Noch total verschlafen, und aufgrund dessen automatisch schlecht gelaunt, ziehe ich mein Kissen unter meinem Kopf hervor. Was geht denn bei Amber ab? Ich will gar nicht wissen wie viel Uhr wir haben, meine Fresse! Ich versuche mithilfe des weichen Polsters die Lautstärke zu dämmen, indem ich mir damit die Ohren zuhalte. Womit habe ich es nur verdient, mir mit ihr das Zimmer teilen zu müssen? Gott ...
"UND WO IST JETZT MEIN HANDY?!"
Genau aufs Stichwort höre ich meins vibrieren. Ich hole es an mich heran und entdecke freudigerweise eine Nachricht von Nathaniel. Ich lasse das Kissen über meinem Kopf, halte mein Handy vor der Nase und stelle die Helligkeit des Displays auf die geringste Stufe. So dürfte ich kein Risiko eingehen, falls Amber interessieren sollte, wer mir geschrieben hat.

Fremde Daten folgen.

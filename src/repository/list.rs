use std::collections::HashMap;

use diesel::prelude::*;
use diesel::result::DatabaseErrorKind;

use crate::domain::list::{List as DomainList, ListListQuery, NewList as DomainNewList};
use crate::models::list::{
    List as DbList, ListCollaborator as DbListCollaborator, NewList as DbNewList,
    NewListCollaborator as DbNewListCollaborator,
};
use crate::repository::errors::{RepositoryError, RepositoryResult};
use crate::repository::{DieselRepository, ListReader, ListWriter};

fn load_collaborators(
    conn: &mut SqliteConnection,
    list_ids: &[i32],
) -> RepositoryResult<HashMap<i32, Vec<String>>> {
    use crate::schema::list_collaborators;

    let mut by_list: HashMap<i32, Vec<String>> = HashMap::new();

    if !list_ids.is_empty() {
        let rows = list_collaborators::table
            .filter(list_collaborators::list_id.eq_any(list_ids))
            .order(list_collaborators::id.asc())
            .load::<DbListCollaborator>(conn)?;

        for row in rows {
            by_list.entry(row.list_id).or_default().push(row.email);
        }
    }

    Ok(by_list)
}

impl ListReader for DieselRepository {
    fn get_list_by_id(&self, id: i32, hub_id: i32) -> RepositoryResult<Option<DomainList>> {
        use crate::schema::lists;

        let mut conn = self.conn()?;
        let list = lists::table
            .filter(lists::id.eq(id))
            .filter(lists::hub_id.eq(hub_id))
            .first::<DbList>(&mut conn)
            .optional()?;

        let Some(list) = list else {
            return Ok(None);
        };

        let mut collaborators = load_collaborators(&mut conn, &[list.id])?;
        let emails = collaborators.remove(&list.id).unwrap_or_default();

        Ok(Some(list.into_domain(emails)))
    }

    fn list_lists(&self, query: ListListQuery) -> RepositoryResult<(usize, Vec<DomainList>)> {
        use crate::schema::lists;

        let mut conn = self.conn()?;

        let mut count_query = lists::table
            .filter(lists::hub_id.eq(query.hub_id))
            .into_boxed::<diesel::sqlite::Sqlite>();

        if !query.include_deleted {
            count_query = count_query.filter(lists::deleted.eq(false));
        }

        let total = count_query.count().get_result::<i64>(&mut conn)? as usize;

        let mut items = lists::table
            .filter(lists::hub_id.eq(query.hub_id))
            .into_boxed::<diesel::sqlite::Sqlite>();

        if !query.include_deleted {
            items = items.filter(lists::deleted.eq(false));
        }

        items = items.order(lists::name.asc());

        if let Some(pagination) = query.pagination {
            let offset = ((pagination.page.max(1) - 1) * pagination.per_page) as i64;
            let limit = pagination.per_page as i64;
            items = items.offset(offset).limit(limit);
        }

        let db_lists = items.load::<DbList>(&mut conn)?;
        let list_ids: Vec<i32> = db_lists.iter().map(|list| list.id).collect();
        let mut collaborators = load_collaborators(&mut conn, &list_ids)?;

        let lists = db_lists
            .into_iter()
            .map(|list| {
                let emails = collaborators.remove(&list.id).unwrap_or_default();
                list.into_domain(emails)
            })
            .collect();

        Ok((total, lists))
    }
}

impl ListWriter for DieselRepository {
    fn create_list(&self, new_list: &DomainNewList) -> RepositoryResult<DomainList> {
        use crate::schema::lists;

        let mut conn = self.conn()?;

        let created = diesel::insert_into(lists::table)
            .values(&DbNewList::from(new_list))
            .get_result::<DbList>(&mut conn)
            .map_err(|err| match err {
                diesel::result::Error::DatabaseError(DatabaseErrorKind::UniqueViolation, _) => {
                    RepositoryError::Conflict(format!("list `{}` already exists", new_list.name))
                }
                other => other.into(),
            })?;

        Ok(created.into_domain(Vec::new()))
    }

    fn soft_delete_list(&self, list_id: i32, hub_id: i32) -> RepositoryResult<DomainList> {
        use crate::schema::lists;

        let mut conn = self.conn()?;
        let now = chrono::Local::now().naive_utc();

        let updated = diesel::update(
            lists::table
                .filter(lists::id.eq(list_id))
                .filter(lists::hub_id.eq(hub_id)),
        )
        .set((
            lists::deleted.eq(true),
            lists::deleted_at.eq(Some(now)),
            lists::updated_at.eq(now),
        ))
        .get_result::<DbList>(&mut conn)
        .optional()?
        .ok_or(RepositoryError::NotFound)?;

        let mut collaborators = load_collaborators(&mut conn, &[updated.id])?;
        let emails = collaborators.remove(&updated.id).unwrap_or_default();

        Ok(updated.into_domain(emails))
    }

    fn restore_list(&self, list_id: i32, hub_id: i32) -> RepositoryResult<DomainList> {
        use crate::schema::lists;

        let mut conn = self.conn()?;
        let now = chrono::Local::now().naive_utc();

        let updated = diesel::update(
            lists::table
                .filter(lists::id.eq(list_id))
                .filter(lists::hub_id.eq(hub_id)),
        )
        .set((
            lists::deleted.eq(false),
            lists::deleted_at.eq(None::<chrono::NaiveDateTime>),
            lists::updated_at.eq(now),
        ))
        .get_result::<DbList>(&mut conn)
        .optional()?
        .ok_or(RepositoryError::NotFound)?;

        let mut collaborators = load_collaborators(&mut conn, &[updated.id])?;
        let emails = collaborators.remove(&updated.id).unwrap_or_default();

        Ok(updated.into_domain(emails))
    }

    fn delete_list(&self, list_id: i32, hub_id: i32) -> RepositoryResult<()> {
        use crate::schema::{list_collaborators, list_entries, lists, purchase_requests, submissions};

        let mut conn = self.conn()?;

        conn.transaction::<(), RepositoryError, _>(|conn| {
            let list = lists::table
                .filter(lists::id.eq(list_id))
                .filter(lists::hub_id.eq(hub_id))
                .first::<DbList>(conn)
                .optional()?
                .ok_or(RepositoryError::NotFound)?;

            if !list.deleted {
                return Err(RepositoryError::InvalidState(format!(
                    "list {list_id} must be moved to the trash before it can be deleted"
                )));
            }

            let submission_ids: Vec<i32> = submissions::table
                .filter(submissions::list_id.eq(list_id))
                .select(submissions::id)
                .load(conn)?;

            if !submission_ids.is_empty() {
                diesel::delete(
                    purchase_requests::table
                        .filter(purchase_requests::submission_id.eq_any(&submission_ids)),
                )
                .execute(conn)?;
                diesel::delete(
                    submissions::table.filter(submissions::id.eq_any(&submission_ids)),
                )
                .execute(conn)?;
            }

            diesel::delete(list_entries::table.filter(list_entries::list_id.eq(list_id)))
                .execute(conn)?;
            diesel::delete(
                list_collaborators::table.filter(list_collaborators::list_id.eq(list_id)),
            )
            .execute(conn)?;
            diesel::delete(lists::table.filter(lists::id.eq(list_id))).execute(conn)?;

            Ok(())
        })
    }

    fn set_list_collaborators(
        &self,
        list_id: i32,
        hub_id: i32,
        emails: &[String],
    ) -> RepositoryResult<DomainList> {
        use crate::schema::{list_collaborators, lists};

        let mut conn = self.conn()?;

        conn.transaction::<DomainList, RepositoryError, _>(|conn| {
            let list = lists::table
                .filter(lists::id.eq(list_id))
                .filter(lists::hub_id.eq(hub_id))
                .first::<DbList>(conn)
                .optional()?
                .ok_or(RepositoryError::NotFound)?;

            diesel::delete(
                list_collaborators::table.filter(list_collaborators::list_id.eq(list_id)),
            )
            .execute(conn)?;

            if !emails.is_empty() {
                let payload: Vec<DbNewListCollaborator> = emails
                    .iter()
                    .map(|email| DbNewListCollaborator {
                        list_id,
                        email: email.as_str(),
                    })
                    .collect();

                diesel::insert_into(list_collaborators::table)
                    .values(&payload)
                    .execute(conn)?;
            }

            Ok(list.into_domain(emails.to_vec()))
        })
    }
}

Nathaniel 💘: Guten Morgen! Ich hoffe du hast gut schlafen können. Ich persönlich habe so gut geschlafen, wie lange nicht mehr. Lag vermutlich an deinem Besuch gestern Abend. Ich freue mich dich nachher zu sehen ... ❤️
Ich muss kichern. Gerade war meine Stimmung noch im Keller, doch durch diese Nachricht wurde sie in Windeseile in den Himmel geschossen. Vor allem der letzte Satz ist schön.
"Was gibt es denn da zu lachen?", fragt Amber genervt und zieht mir das Kissen vom Kopf weg. Zum Glück reagiere ich schnell genug und sperre mein Handy noch rechtzeitig, ehe ich zurückfauche: "Verdammt, was soll das?!"
"Machst du dich lustig über mich, oder was?"
"Nein!" Ich richte mich in die Sitzposition auf. "Und ich verrate dir auch warum: Weil die Welt sich nicht nur um dich dreht, Amber!"
Sie guckt mich für einen Moment entsetzt an, ehe sie die Augen verdreht und zurück zum Spiegel geht. Ich habe keine Ahnung was ihr Problem ist aber sie ist meins, so viel steht fest!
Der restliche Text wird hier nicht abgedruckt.